I’d looked at him standing arm-in-arm with his sister. They looked alike. Remarkably alike. I looked at him now, as I filtered this new information. His eyes were beautiful. So blue. And his lashes – I loved how his lashes were so long they fanned his cheek. And his lips had such a pleasing shape…
“The Avery that I’m looking at is the real Avery,” I said.
He nodded.
I’d woken up in the night with my hand pressed against his chest. I vaguely remembered a texture I thought might be a scar. I’d forgotten it by morning, but now clearly remembered.
“Will you take off your shirt?” I asked. “Can I touch you now?”
Avery’s eyes looked serious. He’d changed out of his suit into a t-shirt and jeans, like he always did after work. He started to lift his shirt over his head. “You’re not freaking out? You’re not mad?” he asked, voice muffled by fabric.
I kind of wanted to laugh, because I was always freaking out, except for right now. I wasn’t mad. I didn’t feel like he’d lied to me. He’d already told me that the Avery I knew was the real Avery, and I believed him. I still felt somewhat confused, but I knew that would pass as I got him to explain more. And I felt something like uneasy that he hadn’t wanted me to know he was transgender. Like, he’d made some judgment about me. Maybe it was hurt or disappointment he didn’t want to trust me with this. “You wouldn’t let me touch you because you didn’t want me to find out?”
He dropped his shirt to the floor. “No, not that. Well, n
ot exactly. I just didn’t want to answer questions. I wanted to ravish you.”
Well. That made me blush.
His tattoo was beautiful, and the art of it even more amazing when I stepped close to Avery and touched it, following the swoop of the wings, and then the tail-feathers. My fingers explored what I couldn’t see, how skillfully the artist had used ink to hide scars.
Avery stood still, seemed to be holding his breath.
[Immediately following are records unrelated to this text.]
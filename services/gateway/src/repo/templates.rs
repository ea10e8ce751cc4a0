use chrono::{DateTime, Utc};
use ng_protocol::{ChannelType, ContentType};
use sqlx::PgPool;
use sqlx::Row;

pub struct TemplateHeaderRow {
    pub template_key: String,
    pub name: String,
    pub description: String,
    /// Declared variable names, ordered.
    pub variables: Vec<String>,
    pub active: bool,
    pub created_at: DateTime<Utc>,
    pub updated_at: DateTime<Utc>,
}

pub struct TemplateContentRow {
    pub template_key: String,
    pub channel_type: String,
    pub subject_template: Option<String>,
    pub body_template: String,
    pub content_type: String,
    pub created_at: DateTime<Utc>,
    pub updated_at: DateTime<Utc>,
}

impl TemplateContentRow {
    pub fn content_type(&self) -> ContentType {
        self.content_type.parse().unwrap_or(ContentType::Text)
    }
}

/// One channel's content in an upsert batch.
pub struct ContentSpec<'a> {
    pub channel: ChannelType,
    pub subject_template: Option<&'a str>,
    pub body_template: &'a str,
    pub content_type: ContentType,
}

pub async fn fetch_active_header(
    pool: &PgPool,
    template_key: &str,
) -> Result<Option<TemplateHeaderRow>, sqlx::Error> {
    let row = sqlx::query(
        r#"SELECT template_key, name, description, variables, active, created_at, updated_at
           FROM template_headers
           WHERE template_key = $1 AND active"#,
    )
    .bind(template_key)
    .fetch_optional(pool)
    .await?;

    Ok(row.map(|r| {
        let variables: serde_json::Value = r.get("variables");
        TemplateHeaderRow {
            template_key: r.get("template_key"),
            name: r.get("name"),
            description: r.get("description"),
            variables: variables
                .as_array()
                .map(|a| {
                    a.iter()
                        .filter_map(|v| v.as_str().map(str::to_owned))
                        .collect()
                })
                .unwrap_or_default(),
            active: r.get("active"),
            created_at: r.get("created_at"),
            updated_at: r.get("updated_at"),
        }
    }))
}

pub async fn fetch_content(
    pool: &PgPool,
    template_key: &str,
    channel: ChannelType,
) -> Result<Option<TemplateContentRow>, sqlx::Error> {
    let row = sqlx::query(
        r#"SELECT template_key, channel_type, subject_template, body_template, content_type,
                  created_at, updated_at
           FROM template_contents
           WHERE template_key = $1 AND channel_type = $2"#,
    )
    .bind(template_key)
    .bind(channel.as_str())
    .fetch_optional(pool)
    .await?;

    Ok(row.map(|r| TemplateContentRow {
        template_key: r.get("template_key"),
        channel_type: r.get("channel_type"),
        subject_template: r.get("subject_template"),
        body_template: r.get("body_template"),
        content_type: r.get("content_type"),
        created_at: r.get("created_at"),
        updated_at: r.get("updated_at"),
    }))
}

pub async fn upsert_header(
    pool: &PgPool,
    template_key: &str,
    name: &str,
    description: &str,
    variables: &[String],
    active: bool,
) -> Result<(), sqlx::Error> {
    sqlx::query(
        r#"INSERT INTO template_headers (template_key, name, description, variables, active)
           VALUES ($1, $2, $3, $4, $5)
           ON CONFLICT (template_key) DO UPDATE
           SET name = EXCLUDED.name,
               description = EXCLUDED.description,
               variables = EXCLUDED.variables,
               active = EXCLUDED.active,
               updated_at = now()"#,
    )
    .bind(template_key)
    .bind(name)
    .bind(description)
    .bind(serde_json::to_value(variables).expect("string vec serializes"))
    .bind(active)
    .execute(pool)
    .await?;
    Ok(())
}

pub async fn upsert_content(
    pool: &PgPool,
    template_key: &str,
    spec: &ContentSpec<'_>,
) -> Result<(), sqlx::Error> {
    sqlx::query(
        r#"INSERT INTO template_contents
               (template_key, channel_type, subject_template, body_template, content_type)
           VALUES ($1, $2, $3, $4, $5)
           ON CONFLICT (template_key, channel_type) DO UPDATE
           SET subject_template = EXCLUDED.subject_template,
               body_template = EXCLUDED.body_template,
               content_type = EXCLUDED.content_type,
               updated_at = now()"#,
    )
    .bind(template_key)
    .bind(spec.channel.as_str())
    .bind(spec.subject_template)
    .bind(spec.body_template)
    .bind(spec.content_type.as_str())
    .execute(pool)
    .await?;
    Ok(())
}

/// Create or update a template: header first, then each content row, as
/// sequential per-row upserts. There is deliberately no transaction — a
/// partial failure leaves the header present and some contents missing, which
/// the dispatcher later reports as `NO_CONTENT_FOR_CHANNEL`.
pub async fn upsert_template(
    pool: &PgPool,
    template_key: &str,
    name: &str,
    description: &str,
    variables: &[String],
    contents: &[ContentSpec<'_>],
) -> Result<(), sqlx::Error> {
    upsert_header(pool, template_key, name, description, variables, true).await?;
    for spec in contents {
        upsert_content(pool, template_key, spec).await?;
    }
    Ok(())
}
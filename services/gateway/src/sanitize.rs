//! Content sanitization and the request-level threat scan.
//!
//! Sanitization runs BEFORE channel escaping: trim, strip control characters
//! (newlines and tabs survive in message bodies, nothing survives in header
//! values), and enforce the per-channel length cap by truncation on a char
//! boundary. All inputs arrive as Rust `String`s so UTF-8 validity is already
//! guaranteed at the serde boundary.
//!
//! The threat scan runs once per request, before any adapter is invoked, and
//! rejects with `SECURITY_THREAT_DETECTED`.

/// Webhook body cap (chars).
pub const MAX_WEBHOOK_CONTENT: usize = 100_000;

/// Telegram `text` cap (chars).
pub const MAX_TELEGRAM_TEXT: usize = 4096;

/// Control characters tolerated in a message body before the scan calls it
/// hostile. Legitimate text has a handful at most.
const CONTROL_CHAR_THREAT_THRESHOLD: usize = 16;

/// Lowercased substrings that mark script-injection attempts.
const INJECTION_PATTERNS: [&str; 6] = [
    "<script",
    "javascript:",
    "vbscript:",
    "onerror=",
    "onload=",
    "data:text/html",
];

/// Clean a message body: trim, drop control chars except `\n`/`\t`, cap length.
pub fn clean_text(input: &str, max_chars: usize) -> String {
    let cleaned: String = input
        .trim()
        .chars()
        .filter(|c| !c.is_control() || *c == '\n' || *c == '\t')
        .collect();
    truncate_chars(&cleaned, max_chars)
}

/// Clean a header value: no control characters at all (CR/LF smuggling).
pub fn clean_header_value(input: &str) -> String {
    input.trim().chars().filter(|c| !c.is_control()).collect()
}

/// Truncate to at most `max_chars` chars without splitting a code point.
pub fn truncate_chars(input: &str, max_chars: usize) -> String {
    if input.chars().count() <= max_chars {
        return input.to_owned();
    }
    input.chars().take(max_chars).collect()
}

/// Scan one text for threats. Returns a description of the first hit.
pub fn scan_text(input: &str) -> Option<String> {
    if input.contains('\0') {
        return Some("null byte in content".to_owned());
    }

    let control_count = input
        .chars()
        .filter(|c| c.is_control() && *c != '\n' && *c != '\t' && *c != '\r')
        .count();
    if control_count > CONTROL_CHAR_THREAT_THRESHOLD {
        return Some(format!("excessive control characters ({control_count})"));
    }

    let lowered = input.to_lowercase();
    for pattern in INJECTION_PATTERNS {
        if lowered.contains(pattern) {
            return Some(format!("script injection pattern '{pattern}'"));
        }
    }
    None
}

/// Scan every text field of a send request: subject, content, and all
/// variable values.
pub fn scan_request(
    subject: Option<&str>,
    content: Option<&str>,
    variables: Option<&serde_json::Map<String, serde_json::Value>>,
) -> Option<String> {
    if let Some(s) = subject {
        if let Some(threat) = scan_text(s) {
            return Some(threat);
        }
    }
    if let Some(c) = content {
        if let Some(threat) = scan_text(c) {
            return Some(threat);
        }
    }
    if let Some(vars) = variables {
        for value in vars.values() {
            if let Some(s) = value.as_str() {
                if let Some(threat) = scan_text(s) {
                    return Some(threat);
                }
            }
        }
    }
    None
}
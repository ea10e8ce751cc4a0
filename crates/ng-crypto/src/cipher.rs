//! AES-256-GCM encryption for channel config blobs at rest.
//!
//! Wire form: `base64(nonce || ciphertext)` with a random 96-bit nonce per
//! encryption. The key is whatever the operator configured, normalized to
//! exactly 32 bytes (zero-padded or truncated).

use aes_gcm::aead::{Aead, OsRng};
use aes_gcm::{AeadCore, Aes256Gcm, Key, KeyInit, Nonce};
use base64::Engine;
use base64::engine::general_purpose::STANDARD as BASE64;

use crate::CryptoError;

const NONCE_LEN: usize = 12;

/// Normalize operator-supplied key material to exactly 32 bytes.
///
/// Shorter input is zero-padded, longer input truncated. This mirrors the
/// process-config contract: any string is accepted, the effective key is
/// always 256 bits.
pub fn normalize_key(key_material: &str) -> [u8; 32] {
    let mut key = [0u8; 32];
    let bytes = key_material.as_bytes();
    let n = bytes.len().min(32);
    key[..n].copy_from_slice(&bytes[..n]);
    key
}

/// Encrypt `plaintext` and return `base64(nonce || ciphertext)`.
pub fn encrypt_blob(key: &[u8; 32], plaintext: &[u8]) -> Result<String, CryptoError> {
    let cipher = Aes256Gcm::new(Key::<Aes256Gcm>::from_slice(key));
    let nonce = Aes256Gcm::generate_nonce(&mut OsRng);
    let ciphertext = cipher
        .encrypt(&nonce, plaintext)
        .map_err(|_| CryptoError::Encrypt)?;

    let mut combined = Vec::with_capacity(NONCE_LEN + ciphertext.len());
    combined.extend_from_slice(&nonce);
    combined.extend_from_slice(&ciphertext);
    Ok(BASE64.encode(combined))
}

/// Decrypt a blob produced by [`encrypt_blob`] under the same key.
pub fn decrypt_blob(key: &[u8; 32], blob: &str) -> Result<Vec<u8>, CryptoError> {
    let combined = BASE64.decode(blob)?;
    if combined.len() < NONCE_LEN {
        return Err(CryptoError::Truncated);
    }
    let (nonce, ciphertext) = combined.split_at(NONCE_LEN);
    let cipher = Aes256Gcm::new(Key::<Aes256Gcm>::from_slice(key));
    cipher
        .decrypt(Nonce::from_slice(nonce), ciphertext)
        .map_err(|_| CryptoError::Decrypt)
}

#[cfg(test)]
mod tests {
    use super::*;

    #[test]
    fn encrypt_then_decrypt_returns_original_bytes() {
        let key = normalize_key("encryption-key-for-tests");
        let plaintext = br#"{"webhook_url":"https://h.example/ep"}"#;
        let blob = encrypt_blob(&key, plaintext).unwrap();
        let decrypted = decrypt_blob(&key, &blob).unwrap();
        assert_eq!(decrypted, plaintext);
    }

    #[test]
    fn each_encryption_uses_a_fresh_nonce() {
        let key = normalize_key("k");
        let a = encrypt_blob(&key, b"same").unwrap();
        let b = encrypt_blob(&key, b"same").unwrap();
        assert_ne!(a, b);
    }

    #[test]
    fn wrong_key_fails_to_decrypt() {
        let blob = encrypt_blob(&normalize_key("key-one"), b"secret").unwrap();
        let err = decrypt_blob(&normalize_key("key-two"), &blob).unwrap_err();
        assert!(matches!(err, CryptoError::Decrypt));
    }

    #[test]
    fn tampered_ciphertext_fails_to_decrypt() {
        let key = normalize_key("key");
        let blob = encrypt_blob(&key, b"secret payload").unwrap();
        let mut raw = BASE64.decode(&blob).unwrap();
        let last = raw.len() - 1;
        raw[last] ^= 0x01;
        let tampered = BASE64.encode(raw);
        assert!(matches!(
            decrypt_blob(&key, &tampered),
            Err(CryptoError::Decrypt)
        ));
    }

    #[test]
    fn key_normalization_pads_and_truncates() {
        let short = normalize_key("abc");
        assert_eq!(&short[..3], b"abc");
        assert!(short[3..].iter().all(|&b| b == 0));

        let long_input = "x".repeat(40);
        let long = normalize_key(&long_input);
        assert_eq!(long, [b'x'; 32]);
    }

    #[test]
    fn garbage_blobs_are_rejected() {
        let key = normalize_key("key");
        assert!(matches!(
            decrypt_blob(&key, "!!not base64!!"),
            Err(CryptoError::Base64(_))
        ));
        let tiny = BASE64.encode([0u8; 4]);
        assert!(matches!(decrypt_blob(&key, &tiny), Err(CryptoError::Truncated)));
    }
}
pub mod attempt_logs;
pub mod channel_configs;
pub mod idempotency;
pub mod queue;
pub mod templates;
I touched his nipple, then leaned close and licked it. My hand could feel the flutter of his heart. “This tattoo is pretty sneaky,” I said.
His chest rose as he took a breath. “I needed it,” he said. “I needed all of it to feel even remotely okay.”
I didn’t know much about this topic, but I believed him. “I think I need you, to feel even remotely okay. Is it too soon to say that out loud?”
“Maybe, but I don’t care. Are you sure you’re okay with this?”
“With this?” I patted his chest. “Of course. It’s beautiful.”
“No, I mean, well… there’s other stuff. I have no plans to get bottom surgery. I like my body exactly the way it is now.”
“Avery, I don’t even know what that means.”
“It means I’m never letting a surgeon cut up my remaining girls parts to try to make boy parts. Sex will never be exactly normal for me.”
Oh.
Well.
“I’ve only ever had sex with you, and as you so bluntly told me, we’ve been having sex for days. And I kind of like it.”
“Only kind of?”
“Maybe a little more than that. Sir.”
His pupils flared.
He turned off the stove. “Jules. If you want dinner, you’d better eat right now.”
“I’m not hungry anymore. Are you?”
“Not for food. But I have a definite appetite for tying you to my bed.”
A very short time later my wrists were tied to the bedposts at the head of the bed, and my legs floated above my face, thighs spread wide. Avery had wound the red fabric around each leg, just above the knee, and tied the free ends to the headboard. Pretty sure ‘obscene’ was the correct word for a position like this. All my private bits were right there, unguarded and unprotected.